Kommentar Krise, Kollaps, Kassenknete
Auch bei Ärzten und Praxispersonal ist „die Stimmung auf dem Tiefpunkt“, wissen die KVen. Trotz einer GKV-Gesamtvergütung von über 46 Mrd. Euro und einem jährlichen durchschnittlichen Reinertrag pro Arztpraxis von 296.000 Euro (2019): „Die Übernahme unternehmerischer Risiken wird nicht adäquat vergütet, steigende Kosten machen den Betrieb einer Praxis immer unrentabler.“
KBV, KVen und Berufsverbände sehen sich gezwungen, eine öffentliche „Krisensitzung der Ärzte- und Psychotherapeutenschaft“ abzuhalten. Ihr Thema: Die ambulante Versorgung ist gefährdet. Es mangelt an Nachwuchs, an Praxispersonal und an politischer Wertschätzung. Die Praxisteams drängen wieder protestierend auf die Straße – mit der roten Karte für die Gesundheitspolitik und der Kampagne „Praxen in Not“.
Der Zeitpunkt ist gut gewählt. Es laufen die Honorarverhandlungen. Der Hausärzteverband fordert für 2024 eine Steigerung des Orientierungspunktwertes „im angemessenen zweistelligen Bereich“ – was die KBV mit 10,2 % auch vortrug. Die Offerte des GKV-Spitzenverbandes von 2,1 % lässt ahnen, wie es am Ende um den „vollen Inflationsausgleich“ stehen wird.
Klar: Zusätzliches Geld tut immer gut.
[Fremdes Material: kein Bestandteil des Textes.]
//! Subdivision of the structural constraint kinds and of assignments. The
//! rules are per-kind: ranges distribute their bitwidth over the limbs,
//! sorted constraints expand most-significant-first so lexicographic order
//! is preserved, permutations expand pairwise, interleavings register-wise.

use airlift_mir::{
    Assignment, InterleavingConstraint, LimbsMap, PermutationConstraint, RangeConstraint,
    RegisterAccess, RegisterId, RegisterLimbsMap, SortedConstraint,
};
use itertools::zip_eq;
use p3_field::PrimeField;

use crate::expr;

pub(crate) fn subdivide_range(c: &RangeConstraint, map: &RegisterLimbsMap) -> RangeConstraint {
    let mut sources = Vec::new();
    let mut bitwidths = Vec::new();
    for (access, bitwidth) in zip_eq(&c.sources, &c.bitwidths) {
        let limbs = expr::access_limbs(access, map);
        // Low limbs saturate first; the fragments are emitted most
        // significant first and 0-width fragments are dropped.
        let mut remaining = *bitwidth;
        let mut fragments = Vec::new();
        for limb in limbs {
            let fragment = remaining.min(limb.read_width());
            remaining -= fragment;
            if fragment > 0 {
                fragments.push((limb, fragment));
            }
        }
        for (limb, fragment) in fragments.into_iter().rev() {
            sources.push(limb);
            bitwidths.push(fragment);
        }
    }
    RangeConstraint {
        handle: c.handle.clone(),
        module: c.module,
        sources,
        bitwidths,
    }
}

pub(crate) fn subdivide_sorted(c: &SortedConstraint, map: &RegisterLimbsMap) -> SortedConstraint {
    let mut sources = Vec::new();
    let mut signs = Vec::new();
    let mut bitwidth = 0usize;
    for (access, sign) in zip_eq(&c.sources, &c.signs) {
        // Most significant limb first, so tuple comparison order survives.
        for limb in expr::access_limbs(access, map).into_iter().rev() {
            bitwidth = bitwidth.max(limb.read_width());
            sources.push(limb);
            signs.push(*sign);
        }
    }
    let selector = c.selector.as_ref().map(|selector| {
        let limbs = expr::access_limbs(selector, map);
        assert!(
            limbs.len() == 1,
            "sorted constraint {:?}: selector splits into multiple limbs",
            c.handle
        );
        limbs[0]
    });
    SortedConstraint {
        handle: c.handle.clone(),
        module: c.module,
        bitwidth,
        selector,
        sources,
        signs,
        strict: c.strict,
    }
}

pub(crate) fn subdivide_permutation(
    c: &PermutationConstraint,
    map: &RegisterLimbsMap,
) -> PermutationConstraint {
    let mut targets = Vec::new();
    let mut sources = Vec::new();
    for (target, source) in zip_eq(&c.targets, &c.sources) {
        let target_limbs = map.limb_ids(*target);
        let source_limbs = map.limb_ids(*source);
        assert!(
            target_limbs.len() == source_limbs.len(),
            "irregular permutation constraint"
        );
        targets.extend_from_slice(target_limbs);
        sources.extend_from_slice(source_limbs);
    }
    PermutationConstraint {
        handle: c.handle.clone(),
        module: c.module,
        targets,
        sources,
    }
}

pub(crate) fn subdivide_interleaving(
    c: &InterleavingConstraint,
    limbs: &LimbsMap,
) -> InterleavingConstraint {
    let split = |module, accesses: &[RegisterAccess]| {
        accesses
            .iter()
            .flat_map(|access| expr::access_limbs(access, limbs.module(module)))
            .collect::<Vec<_>>()
    };
    InterleavingConstraint {
        handle: c.handle.clone(),
        target_module: c.target_module,
        source_module: c.source_module,
        target: split(c.target_module, &c.target),
        sources: c
            .sources
            .iter()
            .map(|source| split(c.source_module, source))
            .collect(),
    }
}

pub(crate) fn subdivide_assignment<F: PrimeField>(
    assignment: &Assignment<F>,
    map: &RegisterLimbsMap,
) -> Assignment<F> {
    let flatten = |ids: &[RegisterId]| {
        ids.iter()
            .flat_map(|id| map.limb_ids(*id).iter().copied())
            .collect::<Vec<_>>()
    };
    match assignment {
        Assignment::Computed {
            expr: computation,
            direction,
            module,
            targets,
        } => Assignment::Computed {
            expr: expr::subdivide_expr(computation, map),
            direction: *direction,
            module: *module,
            targets: flatten(targets),
        },
        Assignment::Native {
            function,
            targets,
            sources,
        } => Assignment::Native {
            function: function.clone(),
            targets: flatten(targets),
            sources: flatten(sources),
        },
        Assignment::SortedPermutation {
            targets,
            signs,
            sources,
        } => {
            // Most significant limb first, replicating the sign, so the
            // sorted order of the expanded tuples matches the original.
            let mut out_targets = Vec::new();
            let mut out_sources = Vec::new();
            let mut out_signs = Vec::new();
            for ((target, source), sign) in zip_eq(zip_eq(targets, sources), signs) {
                let target_limbs = map.limb_ids(*target);
                let source_limbs = map.limb_ids(*source);
                assert!(
                    target_limbs.len() == source_limbs.len(),
                    "irregular permutation constraint"
                );
                for (t, s) in target_limbs.iter().rev().zip(source_limbs.iter().rev()) {
                    out_targets.push(*t);
                    out_sources.push(*s);
                    out_signs.push(*sign);
                }
            }
            Assignment::SortedPermutation {
                targets: out_targets,
                signs: out_signs,
                sources: out_sources,
            }
        }
    }
}

#[cfg(test)]
mod tests {
    use airlift_mir::{Expr, FieldConfig, Handle, LimbsMap, Module, ModuleId, Register, Schema};
    use p3_baby_bear::BabyBear;

    use super::*;

    fn setup(widths: &[usize], max: usize) -> (Schema<BabyBear>, LimbsMap) {
        let mut schema = Schema::<BabyBear>::new();
        let mut module = Module::new("m");
        for (i, w) in widths.iter().enumerate() {
            module.add_register(Register::input(format!("r{i}"), *w));
        }
        schema.add_module(module);
        let map = LimbsMap::build(FieldConfig::new("test", 64, max), &schema);
        (schema, map)
    }

    #[test]
    fn range_distributes_low_limbs_first() {
        let (_, map) = setup(&[32], 16);
        let c = RangeConstraint {
            handle: Handle::new("r"),
            module: ModuleId(0),
            sources: vec![RegisterAccess::new(RegisterId(0), 32)],
            bitwidths: vec![20],
        };
        let out = subdivide_range(&c, map.module(ModuleId(0)));
        // Fragments most significant first: 4 bits on the high limb, 16 on
        // the low.
        assert_eq!(out.bitwidths, vec![4, 16]);
        assert_eq!(out.sources[0].register, RegisterId(1));
        assert_eq!(out.sources[1].register, RegisterId(0));
    }

    #[test]
    fn zero_width_range_is_dropped() {
        let (_, map) = setup(&[16], 16);
        let c = RangeConstraint {
            handle: Handle::new("r"),
            module: ModuleId(0),
            sources: vec![RegisterAccess::new(RegisterId(0), 16)],
            bitwidths: vec![0],
        };
        let out = subdivide_range(&c, map.module(ModuleId(0)));
        assert!(out.sources.is_empty());
        assert!(out.bitwidths.is_empty());
    }

    #[test]
    fn sorted_expands_most_significant_first() {
        let (_, map) = setup(&[32], 16);
        let c = SortedConstraint {
            handle: Handle::new("s"),
            module: ModuleId(0),
            bitwidth: 32,
            selector: None,
            sources: vec![RegisterAccess::new(RegisterId(0), 32)],
            signs: vec![true],
            strict: true,
        };
        let out = subdivide_sorted(&c, map.module(ModuleId(0)));
        assert_eq!(out.sources.len(), 2);
        // High limb compared first.
        assert_eq!(out.sources[0].register, RegisterId(1));
        assert_eq!(out.sources[1].register, RegisterId(0));
        assert_eq!(out.signs, vec![true, true]);
        assert_eq!(out.bitwidth, 16);
        assert!(out.strict);
    }

    #[test]
    #[should_panic(expected = "irregular permutation constraint")]
    fn mismatched_permutation_is_fatal() {
        let (_, map) = setup(&[32, 16], 16);
        let c = PermutationConstraint {
            handle: Handle::new("p"),
            module: ModuleId(0),
            targets: vec![RegisterId(0)],
            sources: vec![RegisterId(1)],
        };
        subdivide_permutation(&c, map.module(ModuleId(0)));
    }

    #[test]
    fn permutation_expands_pairwise() {
        let (_, map) = setup(&[32, 32], 16);
        let c = PermutationConstraint {
            handle: Handle::new("p"),
            module: ModuleId(0),
            targets: vec![RegisterId(0)],
            sources: vec![RegisterId(1)],
        };
        let out = subdivide_permutation(&c, map.module(ModuleId(0)));
        assert_eq!(out.targets.len(), 2);
        assert_eq!(out.sources.len(), 2);
    }

    #[test]
    fn computed_assignment_targets_expand() {
        let (_, map) = setup(&[32, 16], 16);
        let a = Assignment::Computed {
            expr: Expr::access(RegisterAccess::new(RegisterId(1), 16)),
            direction: airlift_mir::Direction::Forward,
            module: ModuleId(0),
            targets: vec![RegisterId(0)],
        };
        match subdivide_assignment(&a, map.module(ModuleId(0))) {
            Assignment::Computed { targets, .. } => {
                assert_eq!(targets.len(), 2);
            }
            _ => unreachable!(),
        }
    }

    #[test]
    fn sorted_permutation_replicates_signs_ms_first() {
        let (_, map) = setup(&[32, 32], 16);
        let a = Assignment::<BabyBear>::SortedPermutation {
            targets: vec![RegisterId(0)],
            signs: vec![false],
            sources: vec![RegisterId(1)],
        };
        match subdivide_assignment(&a, map.module(ModuleId(0))) {
            Assignment::SortedPermutation {
                targets,
                signs,
                sources,
            } => {
                // MS limb of r0 is RegisterId(1); of r1 is RegisterId(3).
                assert_eq!(targets, vec![RegisterId(1), RegisterId(0)]);
                assert_eq!(sources, vec![RegisterId(3), RegisterId(2)]);
                assert_eq!(signs, vec![false, false]);
            }
            _ => unreachable!(),
        }
    }
}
Es löst Verteilungskonflikte. Und es erzeugt mehr Zeit für Patienten, vielleicht sogar für weitere ambulante Leistungen, die bisher in Kliniken erbracht werden. Bei jedem vierten oder fünften Hospital kreist eh schon der Pleitegeier. Unwillkommen sind dagegen impfende Apotheker und Gemeindeschwestern in Gesundheitskiosken.
Die Sozialforscher am Puls der Nation raten Politikern dazu, mit gemeinsamen Zielen und weniger Verboten für ein „Wir-Gefühl“ und für Aufbruchsstimmung zu sorgen. Bei den Ärzten muss der Bundesgesundheitsminister noch besser werden. Ggf. darf er auf die zwangsweise Solidarität der Beitragszahler vertrauen.